Ella giró apenas la cabeza, encontrando su perfil.
—¿Y qué ves?
—Veo… —hizo una pausa, como si midiera cada palabra— …veo a Mariana mirándome con esa decepción que no se cura nunca. Veo a mis hijos preguntándome quién soy en realidad. Y veo mi reputación ardiendo, todo lo que construí derrumbándose en un segundo.
Gala cerró los ojos un instante.
—Yo también lo pienso. Veo a Ernesto… y lo más cruel es que lo amo. Lo amo de verdad. Es buen hombre, buen padre, es estable. Y lo amo. Pero aquí estoy.
El silencio volvió a caer, ahora más afilado. Adrián la miró entonces, con esa intensidad que siempre parecía quemar.
—¿Y entonces? ¿Qué somos? ¿Monstruos?
Gala rió bajo, con ironía.
—¿Por qué siempre lo reducimos a moral? No somos monstruos. Somos humanos. Y si algo nos quema es porque estamos vivos.
—La monogamia —murmuró Adrián, como si saboreara la palabra.
—Sí. Esa palabra. Esa jaula de oro. ¿Quién decidió que una sola persona debía contener todas nuestras vidas, todos nuestros deseos, todas nuestras ambiciones?
—La sociedad. La estabilidad. La comodidad. —Se giró hacia ella, apoyando el codo en la cama—. Y lo peor es que funciona. Yo amo a Mariana, tú amas a Ernesto. Nuestros hijos crecen seguros. Nadie sospecha nada. Somos exitosos. Perfectos.
Gala lo miró a los ojos, clavando su voz como una daga.
—Entonces, ¿por qué no basta?
Adrián no respondió de inmediato. Dio otra calada al cigarro, lo apagó en el cenicero, y dejó que la oscuridad se los tragara un poco más.
—Porque hay cosas que no buscan bastar, Gala. Buscan incendiar.
Ella sonrió, esa sonrisa peligrosa que él ya conocía demasiado bien.
—Exacto. Lo nuestro no nació del vacío, ni de una carencia. Nació de la combustión natural de dos fuegos que se reconocen y no saben apagarse.
Un silencio reverente siguió a esa frase. Como si ambos supieran que estaban tocando la verdad desnuda, aunque no hubiera palabras suficientes para sostenerla.
—¿Y si lo perdiéramos todo? —preguntó Adrián al fin.
—Si lo perdiéramos todo —dijo Gala, acariciándole el pecho con una calma feroz—, nos quedaría esto. La certeza de que estuvimos vivos de verdad.
—No es suficiente. —Su voz sonó quebrada.
—Claro que no lo es. —Ella se acercó, rozándole los labios, pero sin besarlo todavía—. Por eso lo cuidamos tanto. Por eso jugamos a la perfección afuera, para poder ser imperfectos aquí dentro.

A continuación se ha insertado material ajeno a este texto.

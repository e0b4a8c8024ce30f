pub mod complex;
pub mod math3d;
pub mod utils;
pub mod fractal;
pub mod iteration_stack;
pub mod types;
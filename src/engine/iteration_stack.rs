/// Per-thread record of one point's iterate sequence.
///
/// Index 0 holds the starting point, index `i` the value after `i` map
/// applications. The normal computation replays this record, so it must
/// survive between the iterate call and the normal call on the same thread.

use crate::formulas::Vec4D;

/// Four component-major scratch arrays, one per 4D coordinate.
#[derive(Clone, Debug, Default)]
pub struct IterationStack {
    pub x: Vec<f64>,
    pub y: Vec<f64>,
    pub z: Vec<f64>,
    pub w: Vec<f64>,
}

impl IterationStack {
    /// Grow every array to `len + 1` entries. Never shrinks, so calling it
    /// with the running scene maximum is cheap once the size is reached.
    pub fn allocate(&mut self, len: usize) {
        let needed = len + 1;
        if self.x.len() >= needed {
            return;
        }
        self.x.resize(needed, 0.0);
        self.y.resize(needed, 0.0);
        self.z.resize(needed, 0.0);
        self.w.resize(needed, 0.0);
    }

    /// Release all storage. Safe on a stack that was never allocated.
    pub fn free(&mut self) {
        self.x = Vec::new();
        self.y = Vec::new();
        self.z = Vec::new();
        self.w = Vec::new();
    }

    /// Number of entries each array can hold.
    #[inline]
    pub fn capacity(&self) -> usize {
        self.x.len()
    }

    #[inline(always)]
    pub fn get(&self, i: usize) -> Vec4D {
        Vec4D {
            x: self.x[i],
            y: self.y[i],
            z: self.z[i],
            w: self.w[i],
        }
    }

    #[inline(always)]
    pub fn set(&mut self, i: usize, v: &Vec4D) {
        self.x[i] = v.x;
        self.y[i] = v.y;
        self.z[i] = v.z;
        self.w[i] = v.w;
    }
}

#[cfg(test)]
mod tests {
    use super::*;

    #[test]
    fn test_allocate_grows_to_len_plus_one() {
        let mut s = IterationStack::default();
        assert_eq!(s.capacity(), 0);
        s.allocate(20);
        assert_eq!(s.capacity(), 21);
        assert_eq!(s.w.len(), 21);
    }

    #[test]
    fn test_allocate_never_shrinks() {
        let mut s = IterationStack::default();
        s.allocate(30);
        s.set(30, &Vec4D::new(1.0, 2.0, 3.0, 4.0));
        s.allocate(5);
        assert_eq!(s.capacity(), 31);
        assert_eq!(s.get(30), Vec4D::new(1.0, 2.0, 3.0, 4.0));
    }

    #[test]
    fn test_free() {
        let mut s = IterationStack::default();
        s.free();
        assert_eq!(s.capacity(), 0);
        s.allocate(8);
        s.free();
        assert_eq!(s.capacity(), 0);
        assert!(s.y.is_empty());
    }
}
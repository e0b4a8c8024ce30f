/// Error type for fractal construction and configuration.

use thiserror::Error;

use crate::formulas::{Algebra, SubType};

#[derive(Debug, Error)]
pub enum FractalError {
    #[error("unknown algebra '{0}', expected 'quaternion' or 'hypercomplex'")]
    UnknownAlgebra(String),

    #[error("unknown sub-type '{0}'")]
    UnknownSubType(String),

    #[error("sub-type {sub_type} is not available for the {algebra} algebra")]
    UnsupportedSubType { algebra: Algebra, sub_type: SubType },

    #[error("slice vector has zero length")]
    ZeroSliceVector,

    #[error("slice vector has no t component, the 3D slice would be degenerate")]
    ZeroSliceT,

    #[error("transform matrix is singular")]
    SingularTransform,

    #[error("invalid fractal configuration: {0}")]
    Config(#[from] serde_json::Error),

    #[error("parameter buffer too short: expected {expected} values, got {actual}")]
    BufferTooShort { expected: usize, actual: usize },
}
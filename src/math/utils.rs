/// Small vector helpers for stepping along rays and for packing vectors
/// into flat `f64` buffers.

use crate::engine::types::Vec3D;

/// dest = src + dir * weight
#[inline(always)]
pub fn copy_add_vec_weight(dest: &mut Vec3D, src: &Vec3D, dir: &Vec3D, weight: f64) {
    dest.x = src.x + dir.x * weight;
    dest.y = src.y + dir.y * weight;
    dest.z = src.z + dir.z * weight;
}

/// dest += dir * weight
#[inline(always)]
pub fn add_vec_weight(dest: &mut Vec3D, dir: &Vec3D, weight: f64) {
    dest.x += dir.x * weight;
    dest.y += dir.y * weight;
    dest.z += dir.z * weight;
}

/// Read three consecutive values starting at `offset`.
#[inline]
pub fn read_vec3(data: &[f64], offset: usize) -> Vec3D {
    Vec3D {
        x: data[offset],
        y: data[offset + 1],
        z: data[offset + 2],
    }
}

#[inline]
pub fn push_vec3(out: &mut Vec<f64>, v: &Vec3D) {
    out.extend_from_slice(&[v.x, v.y, v.z]);
}
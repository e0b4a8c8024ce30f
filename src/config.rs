/// Fractal configuration as it arrives from a scene description.
///
/// The raw values are kept as given; `Fractal::setup` asks this module for
/// the validated, clamped forms.

use serde::{Deserialize, Serialize};

use crate::engine::types::{Matrix3, Vec3D};
use crate::error::FractalError;
use crate::formulas::{Algebra, SubType, Vec4D, EPSILON};
use crate::math::math3d::Transform;

/// Algebra keywords in buffer-index order.
const ALGEBRA_KEYWORDS: [&str; 2] = ["quaternion", "hypercomplex"];

/// Sub-type keywords in buffer-index order.
const SUB_TYPE_KEYWORDS: [&str; 18] = [
    "sqr", "cube", "reciprocal", "exp", "log", "sin", "asin", "cos", "acos", "tan", "atan",
    "sinh", "asinh", "cosh", "acosh", "tanh", "atanh", "pwr",
];

/// Length of the flat parameter buffer accepted by `FractalConfig::from_buffer`.
pub const CONFIG_BUFFER_LEN: usize = 16;

/// Values in a `TransformStep::Matrix`: row-major 3×3 then translation.
pub const MATRIX_STEP_LEN: usize = 12;

/// Upper bound on the iteration count. Every thread allocates a stack of
/// this many entries per coordinate.
pub const MAX_ITERATIONS: usize = 1 << 16;

/// One placement step, applied in order after setup.
#[derive(Clone, Copy, Debug, PartialEq, Serialize, Deserialize)]
#[serde(rename_all = "snake_case")]
pub enum TransformStep {
    Translate([f64; 3]),
    /// Euler angles in radians, applied X then Y then Z.
    Rotate([f64; 3]),
    Scale([f64; 3]),
    /// General affine map, row-major 3×3 matrix followed by the translation.
    Matrix([f64; MATRIX_STEP_LEN]),
}

impl TransformStep {
    /// Read a `Matrix` step from the first `MATRIX_STEP_LEN` values.
    pub fn matrix_from_slice(data: &[f64]) -> Result<Self, FractalError> {
        let values: [f64; MATRIX_STEP_LEN] = data
            .get(..MATRIX_STEP_LEN)
            .and_then(|head| head.try_into().ok())
            .ok_or(FractalError::BufferTooShort {
                expected: MATRIX_STEP_LEN,
                actual: data.len(),
            })?;
        Ok(TransformStep::Matrix(values))
    }

    pub fn to_transform(&self) -> Result<Transform, FractalError> {
        let vec = |[x, y, z]: [f64; 3]| Vec3D::new(x, y, z);
        match *self {
            TransformStep::Translate(v) => Ok(Transform::translation(&vec(v))),
            TransformStep::Rotate(v) => Ok(Transform::rotation(&vec(v))),
            TransformStep::Scale(v) => Ok(Transform::scaling(&vec(v))),
            TransformStep::Matrix(m) => {
                let matrix = Matrix3 {
                    m: [[m[0], m[1], m[2]], [m[3], m[4], m[5]], [m[6], m[7], m[8]]],
                };
                Transform::from_matrix(&matrix, &Vec3D::new(m[9], m[10], m[11]))
                    .ok_or(FractalError::SingularTransform)
            }
        }
    }
}

#[derive(Clone, Debug, PartialEq, Serialize, Deserialize)]
#[serde(default)]
pub struct FractalConfig {
    pub algebra: String,
    pub sub_type: String,
    /// Julia constant `(x, y, z, t)`
    pub julia: [f64; 4],
    /// Normal of the 3D slice through 4-space, normalized on setup
    pub slice: [f64; 4],
    pub slice_distance: f64,
    pub max_iteration: f64,
    /// Stored on the fractal as `1 / precision`. Defaults to the iteration
    /// count when absent.
    pub precision: Option<f64>,
    pub exponent: [f64; 2],
    pub inverted: bool,
    /// Keep collecting crossings after the first one (CSG child)
    pub child_object: bool,
    pub transforms: Vec<TransformStep>,
}

impl Default for FractalConfig {
    fn default() -> Self {
        Self {
            algebra: ALGEBRA_KEYWORDS[0].to_string(),
            sub_type: SUB_TYPE_KEYWORDS[0].to_string(),
            julia: [1.0, 0.0, 0.0, 0.0],
            slice: [0.0, 0.0, 0.0, 1.0],
            slice_distance: 0.0,
            max_iteration: 20.0,
            precision: None,
            exponent: [0.0, 0.0],
            inverted: false,
            child_object: false,
            transforms: Vec::new(),
        }
    }
}

impl FractalConfig {
    /// Parse a JSON object. Missing fields take their defaults.
    pub fn from_json(json: &str) -> Result<Self, FractalError> {
        Ok(serde_json::from_str(json)?)
    }

    /// Build from a flat buffer, the form used across the wasm boundary.
    ///
    /// Layout: `[algebra, sub_type, julia xyzt, slice xyzt, slice_distance,
    /// max_iteration, precision, exponent re im, inverted]`. `algebra` and
    /// `sub_type` are indices into the keyword lists (`0 = quaternion`,
    /// `0 = sqr, 1 = cube, 2 = reciprocal, 3.. = exp log sin asin cos acos
    /// tan atan sinh asinh cosh acosh tanh atanh pwr`).
    pub fn from_buffer(data: &[f64]) -> Result<Self, FractalError> {
        if data.len() < CONFIG_BUFFER_LEN {
            return Err(FractalError::BufferTooShort {
                expected: CONFIG_BUFFER_LEN,
                actual: data.len(),
            });
        }

        let algebra = keyword(&ALGEBRA_KEYWORDS, data[0])
            .ok_or_else(|| FractalError::UnknownAlgebra(data[0].to_string()))?;
        let sub_type = keyword(&SUB_TYPE_KEYWORDS, data[1])
            .ok_or_else(|| FractalError::UnknownSubType(data[1].to_string()))?;

        Ok(Self {
            algebra: algebra.to_string(),
            sub_type: sub_type.to_string(),
            julia: [data[2], data[3], data[4], data[5]],
            slice: [data[6], data[7], data[8], data[9]],
            slice_distance: data[10],
            max_iteration: data[11],
            precision: Some(data[12]),
            exponent: [data[13], data[14]],
            inverted: data[15] != 0.0,
            child_object: false,
            transforms: Vec::new(),
        })
    }

    pub fn algebra(&self) -> Result<Algebra, FractalError> {
        Algebra::from_name(&self.algebra)
    }

    pub fn sub_type(&self) -> Result<SubType, FractalError> {
        SubType::from_name(&self.sub_type)
    }

    /// Whole number of iterations in `1..=MAX_ITERATIONS`.
    pub fn iterations(&self) -> usize {
        let n = self.max_iteration.floor();
        if !(n >= 1.0) {
            log::warn!("max_iteration {} clamped to 1", self.max_iteration);
            return 1;
        }
        if n > MAX_ITERATIONS as f64 {
            log::warn!("max_iteration {} clamped to {}", self.max_iteration, MAX_ITERATIONS);
            return MAX_ITERATIONS;
        }
        n as usize
    }

    /// Minimum sphere-tracing step, `1 / precision` with precision at least 1.
    /// Without an explicit precision this is `1 / iterations()`.
    pub fn step_precision(&self) -> f64 {
        let precision = match self.precision {
            Some(p) => p,
            None => return 1.0 / self.iterations() as f64,
        };
        if !(precision >= 1.0) {
            log::warn!("precision {} clamped to 1", precision);
            return 1.0;
        }
        1.0 / precision
    }

    /// Unit slice normal. The `t` component must not vanish, the `w`
    /// coordinate of every sample point is solved by dividing by it.
    pub fn unit_slice(&self) -> Result<Vec4D, FractalError> {
        let [x, y, z, t] = self.slice;
        let len = (x * x + y * y + z * z + t * t).sqrt();
        if len == 0.0 || !len.is_finite() {
            return Err(FractalError::ZeroSliceVector);
        }

        let slice = Vec4D::new(x / len, y / len, z / len, t / len);
        if slice.w.abs() < EPSILON {
            return Err(FractalError::ZeroSliceT);
        }
        Ok(slice)
    }

    /// Slice distance scaled along with the normal.
    pub fn unit_slice_distance(&self) -> f64 {
        let [x, y, z, t] = self.slice;
        let len = (x * x + y * y + z * z + t * t).sqrt();
        if len == 0.0 {
            return self.slice_distance;
        }
        self.slice_distance / len
    }
}

fn keyword(list: &[&'static str], index: f64) -> Option<&'static str> {
    if index < 0.0 || index.fract() != 0.0 {
        return None;
    }
    list.get(index as usize).copied()
}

La conversación se estiró como un hilo tenso, cargada de una intimidad que no dependía del sexo, sino de la lucidez compartida.
—¿Sabes qué me da miedo? —confesó Adrián.
—¿Qué?
—Que un día no me importe. Que un día me dé lo mismo perderlo todo, con tal de seguir contigo.
Gala lo miró largo, profunda, y sonrió con una ternura peligrosa.
—Eso no es miedo, Adrián. Eso es deseo disfrazado de miedo.
Él tragó saliva, atrapado entre su orgullo y la brutal verdad de esas palabras.
—Eres veneno.
—Soy espejo —corrigió ella—. Y tú lo sabes.
Él la besó, esta vez sin freno, como si en ese beso estuviera la respuesta que no podían decir en voz alta.
Esa noche, entre el humo, el vino y las sábanas, sellaron un pacto que no se firmó con palabras, sino con cuerpos y confesiones: un pacto más allá del bien y del mal, más allá de la moral, más allá de la culpa.
Eran infieles, sí. Pero también eran otra cosa: eran dos fuegos que se reconocían, dos ambiciones que se besaban, dos seres que habían decidido que su vida no podía medirse en la misma vara que la del resto.
El filo en el que caminaban no era casualidad: era elección. Y ambos lo sabían.